Reactions to the The Democratic Debate

I didn't live blog it, it wasn't interesting enough to bother, but others did and those were, Malkin, and I love how she refers to Carolyn Washburn as "schoolmarm". It fits. Talk Left also live blogged it and the conclusion from there was:

Last question: What do you carry away from Iowa? All give moving, personal statements. Richardson is funny. This was a nice ending touch, they all seemed so human and humble. (The only one who lacked emotion in his response was Obama, but maybe that's not his thing, I don't mean it as a criticism, just an observation.) This was the best, most real part of the debate. If you get to watch a recap, just watch the last two minutes.

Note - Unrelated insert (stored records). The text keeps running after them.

//! Route import from GPS files.
//!
//! Parsers yield raw [`GpsPoint`]s; [`load_route_file`] turns a file on disk
//! into a ready-to-ride [`Route`].

pub mod gpx;

use crate::world::route::{Route, RouteError};
use std::path::{Path, PathBuf};
use thiserror::Error;

/// Earth radius used for great-circle distances
pub const EARTH_RADIUS_M: f64 = 6_371_000.0;

/// Largest route file accepted
pub const MAX_FILE_SIZE_MB: f64 = 50.0;

/// A raw GPS point as read from a file
#[derive(Debug, Clone, Copy, PartialEq)]
pub struct GpsPoint {
    pub latitude: f64,
    pub longitude: f64,
    /// Elevation in meters, if the file carries one
    pub elevation: Option<f64>,
}

/// Errors that can occur during route import
#[derive(Debug, Error)]
pub enum ImportError {
    #[error("File not found: {0}")]
    FileNotFound(PathBuf),

    #[error("Invalid format: {0}")]
    InvalidFormat(String),

    #[error("Parse error: {0}")]
    ParseError(String),

    #[error("File too large: {size_mb:.1}MB exceeds maximum {max_mb:.1}MB")]
    TooLarge { size_mb: f64, max_mb: f64 },

    #[error("Invalid route: {0}")]
    Route(#[from] RouteError),

    #[error("IO error: {0}")]
    IoError(#[from] std::io::Error),
}

/// Read a route file from disk and build a [`Route`].
///
/// The route is named after the file's track/route name, falling back to the
/// file stem.
pub fn load_route_file(path: &Path) -> Result<Route, ImportError> {
    if !path.exists() {
        return Err(ImportError::FileNotFound(path.to_path_buf()));
    }

    let extension = path
        .extension()
        .and_then(|e| e.to_str())
        .map(|e| e.to_ascii_lowercase());
    if extension.as_deref() != Some("gpx") {
        return Err(ImportError::InvalidFormat(format!(
            "Unsupported route file: {}",
            path.display()
        )));
    }

    let size_mb = std::fs::metadata(path)?.len() as f64 / (1024.0 * 1024.0);
    if size_mb > MAX_FILE_SIZE_MB {
        return Err(ImportError::TooLarge {
            size_mb,
            max_mb: MAX_FILE_SIZE_MB,
        });
    }

    let content = std::fs::read(path)?;
    let gpx::GpxRoute { name, points } = gpx::read_gpx(&content)?;
    let name = name.unwrap_or_else(|| {
        path.file_stem()
            .and_then(|s| s.to_str())
            .unwrap_or("Route")
            .to_string()
    });

    tracing::info!("Importing route '{}' from {}", name, path.display());
    Ok(Route::load(name, &points)?)
}

/// Great-circle distance between two coordinates, in meters
pub fn haversine_distance(lat1: f64, lon1: f64, lat2: f64, lon2: f64) -> f64 {
    let lat1_rad = lat1.to_radians();
    let lat2_rad = lat2.to_radians();
    let delta_lat = (lat2 - lat1).to_radians();
    let delta_lon = (lon2 - lon1).to_radians();

    let a = (delta_lat / 2.0).sin().powi(2)
        + lat1_rad.cos() * lat2_rad.cos() * (delta_lon / 2.0).sin().powi(2);
    let c = 2.0 * a.sqrt().atan2((1.0 - a).sqrt());

    EARTH_RADIUS_M * c
}

/// Distance between two points including the elevation change
pub fn distance_3d(from: &GpsPoint, to: &GpsPoint, from_elevation: f64, to_elevation: f64) -> f64 {
    let horizontal = haversine_distance(from.latitude, from.longitude, to.latitude, to.longitude);
    let vertical = to_elevation - from_elevation;
    (horizontal * horizontal + vertical * vertical).sqrt()
}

There were no bombshells, no fights, no digs at each other. In fact, they supported each other. Hillary changed her message a bit, moving from her experience to how hard she will work as President. While she focused on change, I don't think this began today. She just usually blends her experience in with change and didn't do that much today. Obama doesn't own the change theme in my opinion. Edwards has used it from the beginning too. Obama's original themes were hope and optimism -- themes Chris Dodd emphasized today. Biden's theme today was action. Signing off now, typos will be fixed later.

Hot Air provides a the line of the day, via video, when Obama told Hillary he was looking forward to her "advising" him also.

Watch the question and answer for yourself, good laugh.



Reason Magazine live blogged the debate and has the Winners, Losers and Dodd:

I felt a twinge of sympathy for Dennis Kucinich at one point, when Washburn asked a black-and-white question about repealing NAFTA. I just pictured him at home, tossing his bowl of Kix at the TV and yanking off his tiny necktie.

Done good
1) Edwards - He spent the year slowly, slowly falling in the Iowa polls as he slashed up the national frontrunners. With some difficulty, he's tamped down that instinct and started just slashing at corporations, job-killers, stuff Iowans hate. He's morphing from Gephardt 2004 (who attacked Dean and imploded) to Gephardt 1988 (who claimed "America is in decline" and won).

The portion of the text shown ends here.